En un artículo publicado no hace mucho tiempo, el profesor Eduardo Valenzuela reflexionaba sobre la estructura de la evangelización, vinculando dicho proceso a un esquema que -según lo planteado por la teología francesa- se seccionaba en dos grandes partes: el “anuncio inicial del cristianismo” (foi de la conversión) y la “instrucción profunda de la catequesis” (foi de la connaissance) (Valenzuela 15-16). A partir de esto, Valenzuela sitúa la evangelización en un esquema tripartito en el que a la proclamación inicial de la “palabra de Dios” (Kerigma), le seguirá la enseñanza de los dogmas y la ontología cristiana (catequesis), para concluir con la inserción del alter dentro de la comunidad; aquello que el teólogo Italiano Doménico Grasso ha denominado homilética (Valenzuela 15). La idea de una cristianización, entendida como un proceso fundado sobre el desarrollo de estas fases, fue desplazada por el mismo Valenzuela al plano iconográfico, sosteniendo -junto a la historiadora del arte Laura Vargas- la existencia de una imagen kerigmática, es decir, una iconografía tendiente a la proclamación de la palabra.

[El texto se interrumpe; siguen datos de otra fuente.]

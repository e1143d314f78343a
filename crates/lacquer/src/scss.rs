//! SCSS variable rendering.
//!
//! Emits the consumer contract for SCSS builds: one variable per resolved
//! token, reading the live custom property with the resolved value as a
//! static fallback (`$var: var(--prop, <value>);`). Both names come from
//! the preset's registries; a missing entry for a rendered token is a
//! descriptive error.

use lacquer_tokens::SpecificResolution;

use crate::error::Result;
use crate::preset::ThemePreset;

/// Renders a resolution as SCSS variable declarations, one per line, in
/// resolution order.
pub fn render_scss_variables(
    preset: &ThemePreset,
    resolution: &SpecificResolution,
) -> Result<String> {
    let mut lines = Vec::with_capacity(resolution.len());
    for (token, value) in resolution {
        let variable = preset.variable_name(token)?;
        let property = preset.property_name(token)?;
        lines.push(format!("{}: var({}, {});", variable, property, value));
    }
    Ok(lines.join("\n"))
}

Valenzuela y Vargas, a partir de esto, aluden a la existencia de imágenes dirigidas a “exponer la buena nueva” por primera vez a los indígenas, visualidad materializada en la pintura mural de templos como el de Turmequé. Aquí, siguiendo lo anotado por ambos autores, la aparición de temas iconográficos centrados en los relatos del Génesis pone de manifiesto una estructura “precatequética” en la que se anuncian al indígena los fundamentos de la religión (Valenzuela y Vargas 94-97). Ahora bien, si la imagen, tal como sostienen Valenzuela y Vargas, cumplió un rol “más allá de lo decorativo u ornamental”, erigiéndose como un “instrumento prioritario de la misión” (97), ¿por qué no aparecen imágenes de corte catequético en los diferentes templos doctrineros registrados por Verdugo y Oquendo en el siglo XVIII?

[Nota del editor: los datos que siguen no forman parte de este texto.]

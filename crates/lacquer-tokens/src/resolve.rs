//! Token reference resolution.
//!
//! Resolution follows a token's reference chain until a literal terminates
//! it, recording the chain of token names walked (the *resolution path*,
//! used as provenance by partial resolution and context pull-in). Cycle
//! detection is an explicit visited-path check: revisiting a token on the
//! current path is a fatal authoring error.
//!
//! Two refinements on top of the plain walk:
//!
//! - **CSS variable short-circuit**: with
//!   [`ResolveOptions::use_css_vars`] set, dereferencing a token that has a
//!   registered custom-property name stops the walk and emits a
//!   `var(--prop)` expression, so generated CSS keeps natural cascade
//!   inheritance instead of flattening every reference to a literal.
//! - **Partial resolution**: with a base theme supplied, a token only
//!   appears in the result when it lives in the (override) theme itself or
//!   its path touches a token that does. Unrelated tokens are dropped
//!   entirely rather than re-emitted unchanged.

use indexmap::IndexMap;

use crate::error::{Result, TokenError};
use crate::model::{Assignment, Context, Mode, PropertiesMap, Theme, TokenValue};

/// Options controlling a resolution pass.
#[derive(Debug, Clone, Copy, Default)]
pub struct ResolveOptions<'a> {
    /// Emit `var(--prop)` for references to registered tokens.
    pub use_css_vars: bool,
    /// Token name → custom-property name registry for the short-circuit.
    pub properties: Option<&'a PropertiesMap>,
}

/// A resolved value with its provenance.
#[derive(Debug, Clone, PartialEq, Eq)]
pub struct ResolvedValue {
    pub value: String,
    /// The token names walked to produce the value, starting with the
    /// token itself, in walk order.
    pub path: Vec<String>,
}

impl ResolvedValue {
    /// True if the resolution path passed through any key of `tokens`.
    pub fn touches(&self, tokens: &IndexMap<String, Assignment>) -> bool {
        self.path.iter().any(|name| tokens.contains_key(name))
    }
}

/// A token's resolution: one value, or one value per mode state.
#[derive(Debug, Clone, PartialEq, Eq)]
pub enum ResolvedEntry {
    Single(ResolvedValue),
    PerState(IndexMap<String, ResolvedValue>),
}

impl ResolvedEntry {
    fn touches(&self, tokens: &IndexMap<String, Assignment>) -> bool {
        match self {
            ResolvedEntry::Single(value) => value.touches(tokens),
            ResolvedEntry::PerState(states) => states.values().any(|v| v.touches(tokens)),
        }
    }
}

/// Every token resolved, keyed by token name.
pub type FullResolution = IndexMap<String, ResolvedEntry>;

/// Exactly one resolved string per token (a mode projection of a
/// [`FullResolution`]).
pub type SpecificResolution = IndexMap<String, String>;

/// Resolves every token of a theme.
///
/// With a `base` theme supplied this is a partial (override) resolution:
/// iteration runs over the base theme's tokens, lookups prefer the override
/// theme, and only tokens owned by or affected by the override are kept.
pub fn resolve_theme(
    theme: &Theme,
    base: Option<&Theme>,
    options: &ResolveOptions,
) -> Result<FullResolution> {
    let full = base.unwrap_or(theme);
    let mut resolution = IndexMap::new();

    for token in full.tokens.keys() {
        let entry = match full.mode_of(token) {
            Some(mode) => {
                let mut per_state = IndexMap::with_capacity(mode.states.len());
                for state in mode.states.keys() {
                    per_state.insert(
                        state.clone(),
                        resolve_value(token, Some(state), theme, base, options)?,
                    );
                }
                ResolvedEntry::PerState(per_state)
            }
            None => ResolvedEntry::Single(resolve_value(token, None, theme, base, options)?),
        };

        if base.is_some() && !theme.tokens.contains_key(token) && !entry.touches(&theme.tokens) {
            continue;
        }
        resolution.insert(token.clone(), entry);
    }
    Ok(resolution)
}

/// Resolves a single token by walking its reference chain.
fn resolve_value(
    start: &str,
    state: Option<&str>,
    theme: &Theme,
    base: Option<&Theme>,
    options: &ResolveOptions,
) -> Result<ResolvedValue> {
    let full = base.unwrap_or(theme);
    let mut path: Vec<String> = Vec::new();
    let mut current = start.to_string();

    loop {
        if path.contains(&current) {
            path.push(current);
            return Err(TokenError::CircularDependency { path });
        }
        path.push(current.clone());

        let assignment = theme
            .tokens
            .get(&current)
            .or_else(|| base.and_then(|b| b.tokens.get(&current)))
            .ok_or_else(|| TokenError::UnknownToken {
                from: path[path.len().saturating_sub(2)].clone(),
                reference: current.clone(),
            })?;

        let value = match assignment {
            Assignment::Global(value) => value,
            Assignment::PerMode(states) => state_value(states, state, &current, full)?,
        };

        match value {
            TokenValue::Literal(literal) => {
                return Ok(ResolvedValue {
                    value: literal.clone(),
                    path,
                })
            }
            TokenValue::Reference(target) => {
                if options.use_css_vars {
                    if let Some(property) = options.properties.and_then(|p| p.get(target)) {
                        path.push(target.clone());
                        return Ok(ResolvedValue {
                            value: format!("var({})", property),
                            path,
                        });
                    }
                }
                current = target.clone();
            }
        }
    }
}

/// Picks the value for a per-state assignment.
///
/// A referenced token may belong to a different mode than the one being
/// resolved; in that case the token's own mode default is used. An unmapped
/// state of the token's *own* mode is a fatal model error, never papered
/// over with the default.
fn state_value<'a>(
    states: &'a IndexMap<String, TokenValue>,
    state: Option<&str>,
    token: &str,
    full: &Theme,
) -> Result<&'a TokenValue> {
    let state = state.ok_or_else(|| TokenError::MissingModeState {
        token: token.to_string(),
    })?;
    if let Some(value) = states.get(state) {
        return Ok(value);
    }
    let mode = full
        .mode_of(token)
        .ok_or_else(|| TokenError::InconsistentModel {
            token: token.to_string(),
        })?;
    if mode.states.contains_key(state) {
        return Err(TokenError::MissingModeState {
            token: token.to_string(),
        });
    }
    states
        .get(mode.default_state()?)
        .ok_or_else(|| TokenError::MissingModeState {
            token: token.to_string(),
        })
}

/// Resolves a context's token scope to one concrete value per token.
///
/// Context resolution is mode-insensitive: all per-state assignments are
/// collapsed first (to `state` if given, else the context's `defaultMode`
/// state when the token's mode declares it, else the mode default). The
/// result covers the context's own tokens plus every theme token whose
/// resolution path passes through one of them.
///
/// With a base theme, layering encodes the precedence
/// `[override-context] > [base-context] > [override] > [base]` by seeding
/// from the base chain before applying the context's own tokens.
pub fn resolve_context(
    theme: &Theme,
    context: &Context,
    base: Option<&Theme>,
    base_resolution: Option<&FullResolution>,
    state: Option<&str>,
    options: &ResolveOptions,
) -> Result<SpecificResolution> {
    let full = base.unwrap_or(theme);

    // Layered, mode-collapsed scope for this context.
    let mut scoped = Theme::new(full.id.clone(), full.selector.clone());
    collapse_into(&mut scoped.tokens, &full.tokens, full, context, state)?;
    if base.is_some() {
        collapse_into(&mut scoped.tokens, &theme.tokens, full, context, state)?;
    }
    let base_context = base.and_then(|b| b.contexts.get(&context.id));
    if let Some(base_context) = base_context {
        collapse_into(&mut scoped.tokens, &base_context.tokens, full, context, state)?;
    }
    collapse_into(&mut scoped.tokens, &context.tokens, full, context, state)?;

    // Tokens the context overrides directly.
    let mut declared: Vec<&String> = context.tokens.keys().collect();
    if let Some(base_context) = base_context {
        for token in base_context.tokens.keys() {
            if !declared.contains(&token) {
                declared.push(token);
            }
        }
    }

    let mut resolution = IndexMap::new();
    for token in full.tokens.keys() {
        let included = declared.contains(&token)
            || dependent_on(token, &declared, base_resolution, &scoped, options)?;
        if !included {
            continue;
        }
        let resolved = resolve_value(token, None, &scoped, None, options)?;
        resolution.insert(token.clone(), resolved.value);
    }
    Ok(resolution)
}

/// True if `token`'s resolution path passes through a declared token.
///
/// Paths come from the theme-level resolution when one is supplied;
/// otherwise the token is resolved (without the `var()` short-circuit, so
/// the full chain is visible) inside the context scope.
fn dependent_on(
    token: &str,
    declared: &[&String],
    base_resolution: Option<&FullResolution>,
    scoped: &Theme,
    options: &ResolveOptions,
) -> Result<bool> {
    let touches = |path: &[String]| {
        path.iter()
            .any(|walked| declared.iter().any(|d| *d == walked) && walked != token)
    };
    if let Some(resolution) = base_resolution {
        if let Some(entry) = resolution.get(token) {
            return Ok(match entry {
                ResolvedEntry::Single(value) => touches(&value.path),
                ResolvedEntry::PerState(states) => states.values().any(|v| touches(&v.path)),
            });
        }
    }
    let plain = ResolveOptions {
        use_css_vars: false,
        properties: options.properties,
    };
    let resolved = resolve_value(token, None, scoped, None, &plain)?;
    Ok(touches(&resolved.path))
}

/// Collapses assignments to globals and overlays them onto `target`.
fn collapse_into(
    target: &mut IndexMap<String, Assignment>,
    source: &IndexMap<String, Assignment>,
    full: &Theme,
    context: &Context,
    state: Option<&str>,
) -> Result<()> {
    for (token, assignment) in source {
        let collapsed = match assignment {
            Assignment::Global(value) => Assignment::Global(value.clone()),
            Assignment::PerMode(states) => {
                let chosen = collapse_state(token, states, full, context, state)?;
                Assignment::Global(chosen.clone())
            }
        };
        target.insert(token.clone(), collapsed);
    }
    Ok(())
}

/// Chooses the state a per-mode assignment collapses to inside a context.
fn collapse_state<'a>(
    token: &str,
    states: &'a IndexMap<String, TokenValue>,
    full: &Theme,
    context: &Context,
    state: Option<&str>,
) -> Result<&'a TokenValue> {
    for candidate in [state, context.default_mode.as_deref()].into_iter().flatten() {
        if let Some(value) = states.get(candidate) {
            return Ok(value);
        }
    }
    let default = match full.mode_of(token) {
        Some(mode) => mode.default_state()?.to_string(),
        // A collapsed scope may carry per-state values for tokens the model
        // no longer marks mode-bound; fall back to the first state.
        None => states
            .keys()
            .next()
            .cloned()
            .ok_or_else(|| TokenError::MissingModeState {
                token: token.to_string(),
            })?,
    };
    states
        .get(&default)
        .ok_or_else(|| TokenError::MissingModeState {
            token: token.to_string(),
        })
}

/// Projects a [`FullResolution`] to the default state of every mode.
pub fn defaults_reducer(theme: &Theme, resolution: &FullResolution) -> Result<SpecificResolution> {
    reduce(theme, resolution, |mode| mode.default_state())
}

/// Projects a [`FullResolution`] to a named state of one mode; tokens of
/// other modes reduce to their default state, mode-free tokens pass
/// through unchanged.
pub fn mode_reducer(
    theme: &Theme,
    resolution: &FullResolution,
    mode_id: &str,
    state: &str,
) -> Result<SpecificResolution> {
    reduce(theme, resolution, |mode| {
        if mode.id == mode_id {
            Ok(state)
        } else {
            mode.default_state()
        }
    })
}

fn reduce<'m>(
    theme: &'m Theme,
    resolution: &FullResolution,
    pick: impl Fn(&'m Mode) -> Result<&'m str>,
) -> Result<SpecificResolution> {
    let mut specific = IndexMap::with_capacity(resolution.len());
    for (token, entry) in resolution {
        let inconsistent = || TokenError::InconsistentModel {
            token: token.clone(),
        };
        let value = match (entry, theme.mode_of(token)) {
            (ResolvedEntry::Single(value), None) => value.value.clone(),
            (ResolvedEntry::PerState(states), Some(mode)) => {
                states.get(pick(mode)?).ok_or_else(inconsistent)?.value.clone()
            }
            // The resolution shape disagrees with the theme's declared mode
            // membership: an internal invariant violation.
            _ => return Err(inconsistent()),
        };
        specific.insert(token.clone(), value);
    }
    Ok(specific)
}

La cuestión, respondida en términos de lo que en estas páginas se ha argumentado, nos lleva a replantear el uso de la imagen en la doctrina. En este orden de ideas, si bien podría sugerirse la existencia de íconos relacionados con el kerigma (primera fase evangelizadora), no ocurrirá lo mismo con la catequesis, en la cual la instrumentalización de la imagen se desplazó desde lo catequético -entendido como instrucción religiosa- hacia lo milagroso. A pesar de que es inobjetable la presencia de un discurso “moral” dirigido a construir un cuerpo social e individual, este no se mantuvo como eje de las competencias iconográficas, sino que terminó viéndose desplazado en dicha labor por lo milagroso. Esta capacidad, manifestada en la cura de una enfermedad, la salvaguarda de una cosecha, o la detención de un clima tormentoso, permitió atravesar la brecha existente entre el kerigma y la instrucción religiosa. La imagen cristiana, dotada de funciones idolátricas, permitió al indígena decodificarla a partir de lo conocido, sirviendo de puente entre lo nuevo y lo antiguo. Las vírgenes y los santos milagrosos, así como las dinámicas teatrales asociadas a la imagen y evidentes en los inventarios analizados, no eran más que los ladrillos de dicho puente.